En medio del malestar, comencé a sacar toda mi fortaleza física que era genética. Mis progenitores y tíos que nunca nos visitaron, eran unas personas grandotas y con una enorme fortaleza. Mi padre, era un tarzán.
Sí y sí. "Chirivella"/Xirivella. Todo aquel vivir mío extraño, era una hez, una oscuridad, un vacío, un dolor brutal. Pura rutina. Me importaba un pito que me pagaran y en mano todos los meses. Y el último día de la semana, al empezar el finde yo salía del almacén como en un acto de protesta, me sentaba en uno de los banquitos de un coqueto jardín enfrente del almacén, y permanecía en silencio.

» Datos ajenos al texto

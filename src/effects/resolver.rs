//! Effect resolution: the interpreter and its run loop.
//!
//! [`EffectResolver::run`] pops tasks off the resolution stack until it is
//! empty or a step opens a prompt. Executing one step yields a
//! [`StepOutcome`]:
//!
//! - `Continue(children)`: advance the frame, then run `children` first
//! - `Suspend(choice)`: keep the frame on top and wait for an answer
//! - `Halt`: drop the rest of the frame's script
//!
//! A suspended step is executed again once the choice broker has left an
//! answer on its frame, so every prompting step has an "ask" arm and an
//! "answered" arm.

use smallvec::SmallVec;

use super::context::{BoundCard, EffectSource, ResolutionContext};
use super::effect::{Amount, Condition, EffectScript, Step, SubEffect};
use super::targeting::{AgeRule, CardRef, DiscardSelector, ZoneRule};
use crate::cards::CardId;
use crate::choice::{Answer, ChoiceBroker, ChoiceKind, ChoiceOptions, PendingChoice, PerpetualRef};
use crate::core::{Age, GameState, PlayerId, Slot};
use crate::error::{EngineError, Result};
use crate::ledger::{CrownLedger, Economy, Payment};
use crate::log::{LogCategory, Verbosity};
use crate::stack::{Frame, ResolutionStatus, Task};
use crate::triggers::{PerpetualTriggerBus, TriggerCategory};
use crate::zones::{RebindReason, ZoneDefId};

/// What executing one step asks the run loop to do next.
#[derive(Clone, Debug, PartialEq, Eq)]
pub enum StepOutcome {
    Continue(Vec<Task>),
    Suspend(PendingChoice),
    Halt,
}

impl StepOutcome {
    fn done() -> Self {
        StepOutcome::Continue(Vec::new())
    }
}

/// Executes effect scripts against the game state.
pub struct EffectResolver;
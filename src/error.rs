//! Error types for the rules engine.
//!
//! Rejected commands never mutate the game: the engine restores its
//! pre-command snapshot before returning any of these.

use thiserror::Error;

#[derive(Error, Debug, Clone, PartialEq, Eq)]
pub enum EngineError {
    /// Wrong phase, stale index, unreachable zone, no actions left.
    #[error("Illegal command: {0}")]
    IllegalCommand(String),

    /// The answer does not fit the open choice. The choice stays open.
    #[error("Invalid choice answer: {0}")]
    InvalidChoiceAnswer(String),

    /// Setup referenced unknown cards/zones or broke a state invariant.
    #[error("Configuration error: {0}")]
    Configuration(String),

    /// A card or zone script is malformed.
    #[error("Script error: {0}")]
    Script(String),

    /// Nested effects went deeper than the configured limit.
    #[error("Effect chain exceeded maximum depth of {0}")]
    ChainDepthExceeded(usize),
}

impl EngineError {
    pub(crate) fn illegal(msg: impl Into<String>) -> Self {
        Self::IllegalCommand(msg.into())
    }

    pub(crate) fn invalid_answer(msg: impl Into<String>) -> Self {
        Self::InvalidChoiceAnswer(msg.into())
    }

    pub(crate) fn config(msg: impl Into<String>) -> Self {
        Self::Configuration(msg.into())
    }

    pub(crate) fn script(msg: impl Into<String>) -> Self {
        Self::Script(msg.into())
    }
}

pub type Result<T> = std::result::Result<T, EngineError>;

#[cfg(test)]
mod tests {
    use super::*;

    #[test]
    fn test_error_display() {
        let err = EngineError::illegal("no card at index 3");
        assert_eq!(err.to_string(), "Illegal command: no card at index 3");

        let err = EngineError::ChainDepthExceeded(32);
        assert_eq!(err.to_string(), "Effect chain exceeded maximum depth of 32");
    }
}
//! Driver commands.
//!
//! A [`Command`] is one discrete decision from a driver (scripted AI or
//! UI). Action commands start new work (visit, play, score, end turn);
//! answer commands resume an open prompt. Typed answer commands
//! (`DiscardMany`, `Move`, `AdvanceCrown`, ...) are shorthands that the
//! choice broker translates to an [`Answer`].

use serde::{Deserialize, Serialize};

use super::board::{Age, Slot};
use super::player::PlayerId;
use crate::choice::Answer;

/// A complete driver command.
///
/// ## Example
///
/// ```
/// use temporum_engine::core::{Command, Slot};
///
/// let visit = Command::VisitZone(Slot(6));
/// assert!(visit.is_action());
/// assert!(!Command::Choose(0).is_action());
/// ```
#[derive(Clone, Debug, PartialEq, Eq, Hash, Serialize, Deserialize)]
pub enum Command {
    // === Actions ===
    VisitZone(Slot),
    /// Play the hand card at this index. Also answers play/copy prompts.
    PlayCard(usize),
    ScoreCard(usize),
    EndTurn,

    // === Answers ===
    DiscardMany(Vec<usize>),
    DiscardAndContinue(usize),
    PassCard(usize),
    Move(Slot),
    AdvanceCrown(Age),
    RetreatCrown(Age),
    /// Pick option `i` of whatever prompt is open.
    Choose(usize),
    SubmitChoice(Answer),
    ChangeHistory(Slot),
    DeclineChangeHistory,
}

impl Command {
    /// Whether the command starts new work rather than answering a prompt.
    ///
    /// `PlayCard` counts as an action; while a prompt is open it is
    /// treated as an answer instead.
    #[must_use]
    pub fn is_action(&self) -> bool {
        matches!(
            self,
            Command::VisitZone(_) | Command::PlayCard(_) | Command::ScoreCard(_) | Command::EndTurn
        )
    }
}

impl std::fmt::Display for Command {
    fn fmt(&self, f: &mut std::fmt::Formatter<'_>) -> std::fmt::Result {
        match self {
            Command::VisitZone(slot) => write!(f, "visit {}", slot),
            Command::PlayCard(i) => write!(f, "play card {}", i),
            Command::ScoreCard(i) => write!(f, "score card {}", i),
            Command::EndTurn => f.write_str("end turn"),
            Command::DiscardMany(cards) => write!(f, "discard {:?}", cards),
            Command::DiscardAndContinue(i) => write!(f, "discard card {}", i),
            Command::PassCard(i) => write!(f, "pass card {}", i),
            Command::Move(slot) => write!(f, "move to {}", slot),
            Command::AdvanceCrown(age) => write!(f, "advance crown in {}", age),
            Command::RetreatCrown(age) => write!(f, "retreat crown in {}", age),
            Command::Choose(i) => write!(f, "choose option {}", i),
            Command::SubmitChoice(answer) => write!(f, "answer {:?}", answer),
            Command::ChangeHistory(slot) => write!(f, "change history at {}", slot),
            Command::DeclineChangeHistory => f.write_str("decline change history"),
        }
    }
}

/// A recorded command with metadata for history tracking.
#[derive(Clone, Debug, PartialEq, Eq, Serialize, Deserialize)]
pub struct CommandRecord {
    /// The player the command was accepted from.
    pub player: PlayerId,
    pub command: Command,
    /// Turn number when the command was accepted.
    pub turn: u32,
    /// Sequence number within the game.
    pub sequence: u32,
}

impl CommandRecord {
    #[must_use]
    pub fn new(player: PlayerId, command: Command, turn: u32, sequence: u32) -> Self {
        Self {
            player,
            command,
            turn,
            sequence,
        }
    }
}

#[cfg(test)]
mod tests {
    use super::*;

    #[test]
    fn test_action_classification() {
        assert!(Command::PlayCard(0).is_action());
        assert!(Command::EndTurn.is_action());
        assert!(!Command::DiscardMany(vec![]).is_action());
        assert!(!Command::SubmitChoice(Answer::Decline).is_action());
    }

    #[test]
    fn test_display() {
        assert_eq!(Command::VisitZone(Slot(6)).to_string(), "visit Slot(6)");
        assert_eq!(Command::AdvanceCrown(Age::II).to_string(), "advance crown in Age II");
    }

    #[test]
    fn test_record() {
        let record = CommandRecord::new(PlayerId::new(1), Command::EndTurn, 4, 17);
        assert_eq!(record.player, PlayerId::new(1));
        assert_eq!(record.sequence, 17);
    }
}
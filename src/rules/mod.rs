//! Turn engine and driver interface.
//!
//! - [`Game`]: phases, actions, command validation and rollback, queries
//! - [`RulesEngine`]: the minimal surface scripted drivers program against
//!
//! The engine never interprets card text directly; it schedules scripts
//! on the resolution stack and lets [`crate::effects::EffectResolver`]
//! run them.

pub mod engine;
pub mod game;

pub use engine::RulesEngine;
pub use game::Game;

Era como una forma de protestar ante la situación mía y sentida de injusticia y de incomprensión. Pero nadie se detenía ante ese detalle, y yo seguía pasando con ternura y oscuridad, totalmente desapercibido. Cuando me daba, me levantaba, cogía el autobús y me marchaba a casa para no salir de ella en todo el fin de semana.

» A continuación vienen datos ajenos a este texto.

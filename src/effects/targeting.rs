//! Selectors that steps use to pick their targets.
//!
//! - `AgeRule`: which Age a crown step or ruling check refers to
//! - `ZoneRule`: where a move step sends the traveller
//! - `OpponentFilter`: which other players a group step visits
//! - `DiscardSelector`: how many hand cards a discard step takes
//! - `CardRef`: which card a perpetual step installs or removes

use serde::{Deserialize, Serialize};

use crate::cards::CardId;
use crate::core::{Age, Slot};
use crate::error::{EngineError, Result};

#[derive(Clone, Copy, Debug, PartialEq, Eq, Hash, Serialize, Deserialize)]
pub enum AgeRule {
    Fixed(Age),
    /// The Age of the actor's current slot.
    CurrentZone,
    /// Ask the actor.
    Choose,
}

impl AgeRule {
    /// Resolve without asking anyone. `None` means the rule needs a prompt.
    #[must_use]
    pub fn fixed(self, actor_zone: Slot) -> Option<Age> {
        match self {
            AgeRule::Fixed(age) => Some(age),
            AgeRule::CurrentZone => Some(actor_zone.age()),
            AgeRule::Choose => None,
        }
    }

    /// Resolve where a prompt is not possible (conditions, filters).
    pub fn require_fixed(self, actor_zone: Slot) -> Result<Age> {
        self.fixed(actor_zone)
            .ok_or_else(|| EngineError::script("an Age chosen by prompt cannot be used here"))
    }
}

#[derive(Clone, Copy, Debug, PartialEq, Eq, Hash, Serialize, Deserialize)]
pub enum ZoneRule {
    Slot(Slot),
    /// One slot further along the timeline, wrapping.
    Forward,
    Choose { optional: bool },
}

#[derive(Clone, Copy, Debug, PartialEq, Eq, Hash, Serialize, Deserialize)]
pub enum OpponentFilter {
    /// Opponents whose traveller shares the actor's slot.
    SameZone,
    /// Opponents whose traveller stands in the given Age.
    InAge(AgeRule),
    All,
}

impl OpponentFilter {
    pub fn matches(self, actor_zone: Slot, opponent_zone: Slot) -> Result<bool> {
        Ok(match self {
            OpponentFilter::SameZone => actor_zone == opponent_zone,
            OpponentFilter::InAge(rule) => rule.require_fixed(actor_zone)? == opponent_zone.age(),
            OpponentFilter::All => true,
        })
    }
}

#[derive(Clone, Copy, Debug, PartialEq, Eq, Hash, Serialize, Deserialize)]
pub enum DiscardSelector {
    /// The whole hand, no prompt.
    All,
    /// One card: the bound card if there is one, otherwise a prompt.
    One { optional: bool },
    /// Between `min` and `max` cards; `None` means up to the hand size.
    Many { min: usize, max: Option<usize> },
}

impl DiscardSelector {
    /// Cardinality of the prompt for a hand of `hand_size` cards.
    #[must_use]
    pub fn bounds(self, hand_size: usize) -> (usize, usize) {
        match self {
            DiscardSelector::All => (hand_size, hand_size),
            DiscardSelector::One { optional } => (usize::from(!optional), 1),
            DiscardSelector::Many { min, max } => {
                let max = max.unwrap_or(hand_size).min(hand_size);
                (min.min(max), max)
            }
        }
    }
}

#[derive(Clone, Copy, Debug, PartialEq, Eq, Hash, Serialize, Deserialize)]
pub enum CardRef {
    /// The card whose script is running.
    This,
    /// A specific card, taken from the actor's hand or perpetuals.
    Id(CardId),
    /// Ask the actor.
    Chosen,
}

#[cfg(test)]
mod tests {
    use super::*;

    #[test]
    fn test_age_rule() {
        assert_eq!(AgeRule::Fixed(Age::III).fixed(Slot(0)), Some(Age::III));
        assert_eq!(AgeRule::CurrentZone.fixed(Slot(7)), Some(Age::IV));
        assert_eq!(AgeRule::Choose.fixed(Slot(7)), None);
        assert!(matches!(
            AgeRule::Choose.require_fixed(Slot(0)),
            Err(EngineError::Script(_))
        ));
    }

    #[test]
    fn test_opponent_filter() {
        assert!(OpponentFilter::SameZone.matches(Slot(4), Slot(4)).unwrap());
        assert!(!OpponentFilter::SameZone.matches(Slot(4), Slot(5)).unwrap());
        assert!(OpponentFilter::InAge(AgeRule::CurrentZone)
            .matches(Slot(4), Slot(5))
            .unwrap());
        assert!(!OpponentFilter::InAge(AgeRule::Fixed(Age::I))
            .matches(Slot(4), Slot(5))
            .unwrap());
        assert!(OpponentFilter::All.matches(Slot(0), Slot(9)).unwrap());
    }

    #[test]
    fn test_discard_bounds() {
        assert_eq!(DiscardSelector::All.bounds(4), (4, 4));
        assert_eq!(DiscardSelector::One { optional: true }.bounds(4), (0, 1));
        assert_eq!(DiscardSelector::One { optional: false }.bounds(4), (1, 1));
        assert_eq!(DiscardSelector::Many { min: 0, max: None }.bounds(3), (0, 3));
        assert_eq!(DiscardSelector::Many { min: 2, max: Some(5) }.bounds(1), (1, 1));
    }
}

Xirivella/"Chirivella". Aún no me cae bien este pueblo. Será difícil que cambien mis sensaciones. Ahí están muchos años que se fueron definitivamente a la basura de la derrota. Es lo que hay. ¡Lo que fue! ...
Entre tanto dolor, solo habían algunos momentos de relax. Los que pasaba con Progreso Daudí. Sé su nombre porque me lo dijo él. Tenía un taller, y cuando andaba mal de trabajo venía al almacén, y con un carrito de mano, Progreso y yo cargábamos aquellas cajas de plástico duro que contenían elementos de lámparas, y nos íbamos a su casa.
Hablábamos en valenciano. Progreso siempre me sonreía. Siempre me tuvo respeto a pesar de que yo estaba en aquel infierno personal. Progreso era un hombre humano y tranquilo. Hijo de una cantante de música popular valenciana, y creo que llegó a ser segundo clasificado en la Vuelta Ciclista a Levante.
¡Siempre! ¡Lo de Progreso fue siempre! ... Con su sonrisa y con su charla, era capaz de distraerme de los problemas de mi dolor, y yo no sabía qué hacer o qué opinar de él al principio de conocerle.
Progreso se me fue ganando. Y su sonrisa significaba: "oye, venga, no estés triste que la vida es más que tu dolor, que tú eres una persona inteligente y que yo te aprecio, ¡joder! ¡Tranquilo!" ...
Ese era realmente el significado riguroso de su tranquila y animosa sonrisa hacia mí. Me comprendiera o dejara de comprenderme, Progreso se ganaba mi aprecio. Yo le caía bien. Y él a mí. Yo le quise mucho, porque además en medio de aquellos nubarrones su sonrisa era oxígeno, sedación y normalidad. ¡¡Por fin algo, coño!! ...
Nunca pude ser feliz en aquel aciago almacén. Y un día me cansé y me fui de allí para no volver. Mas, de vez en cuando, yo iba a ver al bueno de Progreso. No lo había pasado bien en la vida, era un luchador, ¡y me había serenado con su sonrisa! ...
Hace poco alguien me dijo que Progreso había fallecido hacía un año. Yo, me esperaba ese óbito, y más tras la pandemia y que Progreso estaba delicado del estómago y necesitaba una bolsa exterior para orinar. ¡Nunca olvidaré a Progreso Daudí! Sin estudios, sin conocimientos técnicos, Progreso me entendió, cosa que ni los médicos pastilleros, ni mi familia, ni el facha de mi tío/jefe Ramón nunca lograron.
Lo que tenía Progreso era sensibilidad, percepción del dolor ajeno, intuición, compasión y alegría interior que me propagaba y regalaba cuando coincidíamos por los asuntos del trabajo. Yo, entraba en su casa y Progreso me dejaba ver el Tour de Francia. Estaba maravillado. Me decía que Induráin era lo más grande que había visto nunca. Y añadía al acabar la etapa:
- "¿Es que no ves que está entero mientras los demás tosen?" ...
LA TERNURA DE SU RECUERDO SIEMPRE ME ACOMPAÑARÁ.